Task directions.
Repeat the data below with no changes.

Material for this exercise.
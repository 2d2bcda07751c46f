use crate::models::PropertyRecord;
use anyhow::{Context, Result};
use std::collections::BTreeSet;
use std::path::Path;
use tracing::info;

/// Record ids ticked in the results table
#[derive(Debug, Clone, Default, PartialEq, Eq)]
pub struct Selection {
    ids: BTreeSet<String>,
}

impl Selection {
    pub fn new() -> Self {
        Self::default()
    }

    /// Add `id` if absent, remove it if present. Returns whether it is now selected.
    pub fn toggle(&mut self, id: &str) -> bool {
        if self.ids.remove(id) {
            false
        } else {
            self.ids.insert(id.to_string());
            true
        }
    }

    pub fn contains(&self, id: &str) -> bool {
        self.ids.contains(id)
    }

    pub fn len(&self) -> usize {
        self.ids.len()
    }

    pub fn is_empty(&self) -> bool {
        self.ids.is_empty()
    }

    pub fn clear(&mut self) {
        self.ids.clear();
    }

    /// The bulk report button, available only while something is selected
    pub fn report_action(&self) -> Option<ReportAction> {
        if self.is_empty() {
            return None;
        }
        Some(ReportAction {
            ids: self.ids.clone(),
        })
    }
}

/// Bulk action over the selected rows
#[derive(Debug, Clone, PartialEq, Eq)]
pub struct ReportAction {
    ids: BTreeSet<String>,
}

impl ReportAction {
    pub fn count(&self) -> usize {
        self.ids.len()
    }

    pub fn label(&self) -> String {
        format!("Run Report ({} selected)", self.count())
    }

    /// Selected rows, in table order
    pub fn selected<'a>(&self, records: &'a [PropertyRecord]) -> Vec<&'a PropertyRecord> {
        records.iter().filter(|r| self.ids.contains(&r.id)).collect()
    }

    /// Export the selected rows as pretty JSON. Returns the number written.
    pub async fn run(&self, records: &[PropertyRecord], path: &Path) -> Result<usize> {
        let selected = self.selected(records);
        let json = serde_json::to_string_pretty(&selected).context("Failed to serialize report")?;
        tokio::fs::write(path, json)
            .await
            .with_context(|| format!("Failed to write report to {}", path.display()))?;

        info!("💾 Saved {} selected properties to {}", selected.len(), path.display());
        Ok(selected.len())
    }
}

#[cfg(test)]
mod tests {
    use super::*;
    use chrono::Utc;

    fn record(id: &str) -> PropertyRecord {
        PropertyRecord {
            id: id.to_string(),
            address: format!("{} Main St", id),
            sale_date: Utc::now(),
            actual_cap_rate: 0.0,
            price_per_unit: 0.0,
            number_of_units: 0.0,
            year_built: 0.0,
            property_type: "Land".to_string(),
            total_square_feet: 0.0,
        }
    }

    #[test]
    fn double_toggle_restores_selection() {
        let mut selection = Selection::new();
        selection.toggle("keep");
        let before = selection.clone();

        assert!(selection.toggle("x"));
        assert!(!selection.toggle("x"));
        assert_eq!(selection, before);
    }

    #[test]
    fn two_ids_in_either_order() {
        let mut ab = Selection::new();
        ab.toggle("a");
        ab.toggle("b");

        let mut ba = Selection::new();
        ba.toggle("b");
        ba.toggle("a");

        assert_eq!(ab.len(), 2);
        assert_eq!(ab, ba);
    }

    #[test]
    fn report_action_tracks_selection() {
        let mut selection = Selection::new();
        assert!(selection.report_action().is_none());

        selection.toggle("2");
        selection.toggle("3");
        let action = selection.report_action().unwrap();
        assert_eq!(action.label(), "Run Report (2 selected)");

        let records = vec![record("3"), record("1"), record("2")];
        let ids: Vec<&str> = action.selected(&records).iter().map(|r| r.id.as_str()).collect();
        assert_eq!(ids, vec!["3", "2"]);

        selection.clear();
        assert!(selection.report_action().is_none());
    }

    #[tokio::test]
    async fn report_writes_selected_rows() {
        let dir = tempfile::tempdir().unwrap();
        let path = dir.path().join("report.json");

        let mut selection = Selection::new();
        selection.toggle("1");
        let written = selection
            .report_action()
            .unwrap()
            .run(&[record("1"), record("2")], &path)
            .await
            .unwrap();
        assert_eq!(written, 1);

        let saved: Vec<PropertyRecord> =
            serde_json::from_str(&std::fs::read_to_string(&path).unwrap()).unwrap();
        assert_eq!(saved.len(), 1);
        assert_eq!(saved[0].address, "1 Main St");
    }
}
use crate::store::traits::{ErrorCode, PropertyStore, StoreError};
use tracing::{error, info};

pub const PROPERTIES_COLLECTION: &str = "properties";

/// Result of a one-document connectivity check
#[derive(Debug, Clone, PartialEq)]
pub enum ProbeResult {
    Connected,
    ConnectedEmpty,
    Failed(StoreError),
}

/// Fetch a single document from the properties collection to verify access
pub async fn probe(store: &dyn PropertyStore) -> ProbeResult {
    info!("Testing {} connection...", store.store_name());

    match store.sample(PROPERTIES_COLLECTION, 1).await {
        Ok(docs) if docs.is_empty() => {
            info!("Connected to {}, but '{}' collection is empty", store.store_name(), PROPERTIES_COLLECTION);
            ProbeResult::ConnectedEmpty
        }
        Ok(_) => {
            info!("Connected to {} and fetched data from '{}'", store.store_name(), PROPERTIES_COLLECTION);
            ProbeResult::Connected
        }
        Err(err) => {
            if err.code == ErrorCode::PermissionDenied {
                error!("Failed to connect to {}: permission denied, check the security rules", store.store_name());
            } else {
                error!("Failed to connect to {}: {}", store.store_name(), err);
            }
            ProbeResult::Failed(err)
        }
    }
}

Final answer.
repository 2d2bcda07751c46f
use crate::models::PropertyRecord;
use anyhow::{Context, Result};
use std::collections::BTreeSet;
use std::path::Path;
use tracing::info;

/// Record ids ticked in the results table
#[derive(Debug, Clone, Default, PartialEq, Eq)]
pub struct Selection {
    ids: BTreeSet<String>,
}

impl Selection {
    pub fn new() -> Self {
        Self::default()
    }

    /// Add `id` if absent, remove it if present. Returns whether it is now selected.
    pub fn toggle(&mut self, id: &str) -> bool {
        if self.ids.remove(id) {
            false
        } else {
            self.ids.insert(id.to_string());
            true
        }
    }

    pub fn contains(&self, id: &str) -> bool {
        self.ids.contains(id)
    }

    pub fn len(&self) -> usize {
        self.ids.len()
    }

    pub fn is_empty(&self) -> bool {
        self.ids.is_empty()
    }

    pub fn clear(&mut self) {
        self.ids.clear();
    }

    /// The bulk report button, available only while something is selected
    pub fn report_action(&self) -> Option<ReportAction> {
        if self.is_empty() {
            return None;
        }
        Some(ReportAction {
            ids: self.ids.clone(),
        })
    }
}

/// Bulk action over the selected rows
#[derive(Debug, Clone, PartialEq, Eq)]
pub struct ReportAction {
    ids: BTreeSet<String>,
}

impl ReportAction {
    pub fn count(&self) -> usize {
        self.ids.len()
    }

    pub fn label(&self) -> String {
        format!("Run Report ({} selected)", self.count())
    }

    /// Selected rows, in table order
    pub fn selected<'a>(&self, records: &'a [PropertyRecord]) -> Vec<&'a PropertyRecord> {
        records.iter().filter(|r| self.ids.contains(&r.id)).collect()
    }

    /// Export the selected rows as pretty JSON. Returns the number written.
    pub async fn run(&self, records: &[PropertyRecord], path: &Path) -> Result<usize> {
        let selected = self.selected(records);
        let json = serde_json::to_string_pretty(&selected).context("Failed to serialize report")?;
        tokio::fs::write(path, json)
            .await
            .with_context(|| format!("Failed to write report to {}", path.display()))?;

        info!("💾 Saved {} selected properties to {}", selected.len(), path.display());
        Ok(selected.len())
    }
}

#[cfg(test)]
mod tests {
    use super::*;
    use chrono::Utc;

    fn record(id: &str) -> PropertyRecord {
        PropertyRecord {
            id: id.to_string(),
            address: format!("{} Main St", id),
            sale_date: Utc::now(),
            actual_cap_rate: 0.0,
            price_per_unit: 0.0,
            number_of_units: 0.0,
            year_built: 0.0,
            property_type: "Land".to_string(),
            total_square_feet: 0.0,
        }
    }

    #[test]
    fn double_toggle_restores_selection() {
        let mut selection = Selection::new();
        selection.toggle("keep");
        let before = selection.clone();

        assert!(selection.toggle("x"));
        assert!(!selection.toggle("x"));
        assert_eq!(selection, before);
    }

    #[test]
    fn two_ids_in_either_order() {
        let mut ab = Selection::new();
        ab.toggle("a");
        ab.toggle("b");

        let mut ba = Selection::new();
        ba.toggle("b");
        ba.toggle("a");

        assert_eq!(ab.len(), 2);
        assert_eq!(ab, ba);
    }

    #[test]
    fn report_action_tracks_selection() {
        let mut selection = Selection::new();
        assert!(selection.report_action().is_none());

        selection.toggle("2");
        selection.toggle("3");
        let action = selection.report_action().unwrap();
        assert_eq!(action.label(), "Run Report (2 selected)");

        let records = vec![record("3"), record("1"), record("2")];
        let ids: Vec<&str> = action.selected(&records).iter().map(|r| r.id.as_str()).collect();
        assert_eq!(ids, vec!["3", "2"]);

        selection.clear();
        assert!(selection.report_action().is_none());
    }

    #[tokio::test]
    async fn report_writes_selected_rows() {
        let dir = tempfile::tempdir().unwrap();
        let path = dir.path().join("report.json");

        let mut selection = Selection::new();
        selection.toggle("1");
        let written = selection
            .report_action()
            .unwrap()
            .run(&[record("1"), record("2")], &path)
            .await
            .unwrap();
        assert_eq!(written, 1);

        let saved: Vec<PropertyRecord> =
            serde_json::from_str(&std::fs::read_to_string(&path).unwrap()).unwrap();
        assert_eq!(saved.len(), 1);
        assert_eq!(saved[0].address, "1 Main St");
    }
}
use crate::store::traits::{ErrorCode, PropertyStore, StoreError};
use tracing::{error, info};

pub const PROPERTIES_COLLECTION: &str = "properties";

/// Result of a one-document connectivity check
#[derive(Debug, Clone, PartialEq)]
pub enum ProbeResult {
    Connected,
    ConnectedEmpty,
    Failed(StoreError),
}

/// Fetch a single document from the properties collection to verify access
pub async fn probe(store: &dyn PropertyStore) -> ProbeResult {
    info!("Testing {} connection...", store.store_name());

    match store.sample(PROPERTIES_COLLECTION, 1).await {
        Ok(docs) if docs.is_empty() => {
            info!("Connected to {}, but '{}' collection is empty", store.store_name(), PROPERTIES_COLLECTION);
            ProbeResult::ConnectedEmpty
        }
        Ok(_) => {
            info!("Connected to {} and fetched data from '{}'", store.store_name(), PROPERTIES_COLLECTION);
            ProbeResult::Connected
        }
        Err(err) => {
            if err.code == ErrorCode::PermissionDenied {
                error!("Failed to connect to {}: permission denied, check the security rules", store.store_name());
            } else {
                error!("Failed to connect to {}: {}", store.store_name(), err);
            }
            ProbeResult::Failed(err)
        }
    }
}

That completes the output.